Implications of sea breezes on air quality monitoring in a coastal urban environment: Evidence from high resolution modeling of NO 2 and O 3

Coastal urban environments face unique challenges associated with air quality-meteorology interactions. In this study, high resolution chemical transport modeling over the Greater Boston area was performed to improve our understanding of sea breezes impacts on the spatiotemporal variability of primary and secondary pollutants. We perform WRF-Chem simulations at 3 km resolution over June 22 to 10 July 2019 (a period that included 10 sea breeze occurrences), and use Pandora tropospheric NO2 column, surface air quality monitoring, and vertical meteorological aircraft profiles for evaluation. The model generally reproduces observed spatiotemporal variability of air pollution during sea breezes well. Tropospheric columns of NO2 predicted by the model and observed by the Pandora instrument show that sea breezes are associated with rapid increases and steep gradients in tropospheric NO2 and confirm accumulation of local primary emissions.

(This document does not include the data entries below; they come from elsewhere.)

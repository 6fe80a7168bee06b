use crate::error::Result;

/// Opaque identifier of an accelerator device.
#[derive(Debug, Clone, Copy, PartialEq, Eq, Hash, PartialOrd, Ord)]
pub struct DeviceId(pub u32);

impl std::fmt::Display for DeviceId {
    fn fmt(&self, f: &mut std::fmt::Formatter<'_>) -> std::fmt::Result {
        write!(f, "dev{}", self.0)
    }
}

/// Where a buffer lives.
#[derive(Debug, Clone, Copy, PartialEq, Eq, Hash)]
pub enum Locality {
    /// Ordinary process memory; reductions can touch it directly.
    Host,
    /// Accelerator memory on the given device.
    Device(DeviceId),
}

impl Locality {
    pub fn is_host(self) -> bool {
        matches!(self, Locality::Host)
    }

    /// The device id, or `None` for host memory.
    pub fn device(self) -> Option<DeviceId> {
        match self {
            Locality::Host => None,
            Locality::Device(id) => Some(id),
        }
    }
}

/// Direction of a host/device copy.
#[derive(Debug, Clone, Copy, PartialEq, Eq, Hash)]
pub enum TransferDirection {
    DeviceToHost,
    HostToDevice,
}

impl std::fmt::Display for TransferDirection {
    fn fmt(&self, f: &mut std::fmt::Formatter<'_>) -> std::fmt::Result {
        match self {
            TransferDirection::DeviceToHost => f.write_str("DtoH"),
            TransferDirection::HostToDevice => f.write_str("HtoD"),
        }
    }
}

/// Bridges accelerator memory with locality-unaware reductions.
///
/// The staging layer only needs two things from an accelerator runtime:
/// to know where a pointer lives, and to copy bytes across the host/device
/// boundary. Pointers are raw `u64` addresses.
///
/// - `HostAccelerator` (built-in): every pointer is host memory.
/// - `SimAccelerator` (built-in): registered address ranges behave as device memory.
/// - Vendor runtimes: implemented externally.
pub trait Accelerator: Send + Sync {
    /// Classify `ptr`.
    ///
    /// Returns an error if the pointer cannot be classified (corrupted or
    /// unregistered handle). Callers treat that as fatal for the whole call.
    fn locate(&self, ptr: u64) -> Result<Locality>;

    /// Synchronously copy `len` bytes from `src` to `dst`.
    ///
    /// # Safety
    /// `src` must be readable and `dst` writable for `len` bytes in the
    /// memory spaces given by `src_loc` and `dst_loc`.
    unsafe fn transfer(
        &self,
        dst: u64,
        dst_loc: Locality,
        src: u64,
        src_loc: Locality,
        len: usize,
        direction: TransferDirection,
    ) -> Result<()>;

    /// Copy device memory into a host slice.
    ///
    /// # Safety
    /// `src` must be a valid pointer on `device` to at least `dst.len()` bytes.
    unsafe fn copy_to_host(&self, dst: &mut [u8], src: u64, device: DeviceId) -> Result<()> {
        unsafe {
            self.transfer(
                dst.as_mut_ptr() as u64,
                Locality::Host,
                src,
                Locality::Device(device),
                dst.len(),
                TransferDirection::DeviceToHost,
            )
        }
    }

    /// Copy a host slice into device memory.
    ///
    /// # Safety
    /// `dst` must be a valid pointer on `device` to at least `src.len()` bytes.
    unsafe fn copy_to_device(&self, dst: u64, device: DeviceId, src: &[u8]) -> Result<()> {
        unsafe {
            self.transfer(
                dst,
                Locality::Device(device),
                src.as_ptr() as u64,
                Locality::Host,
                src.len(),
                TransferDirection::HostToDevice,
            )
        }
    }
}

Spatial heterogeneity in tropospheric NO2 is strongly governed by inland penetration lengths of the sea breeze front. Process diagnostics show that three sea-breeze days where O3 observations recorded hourly concentrations >70 ppb have both efficient net chemical O3 production in the boundary layer (>10 ppb/hr) and rapid O3 convergence in the near-surface convergence zone (>20 ppb/hr). During sea breezes, interactions between photochemistry, the convergence zone inland penetration, and urban NOx titration effects, contribute to strong heterogeneity and high O3 inland that is not captured by the current monitoring network. We discuss monitoring needs and model applications for the sea breeze scenarios, with broad implications for air quality monitoring in coastal urban environments.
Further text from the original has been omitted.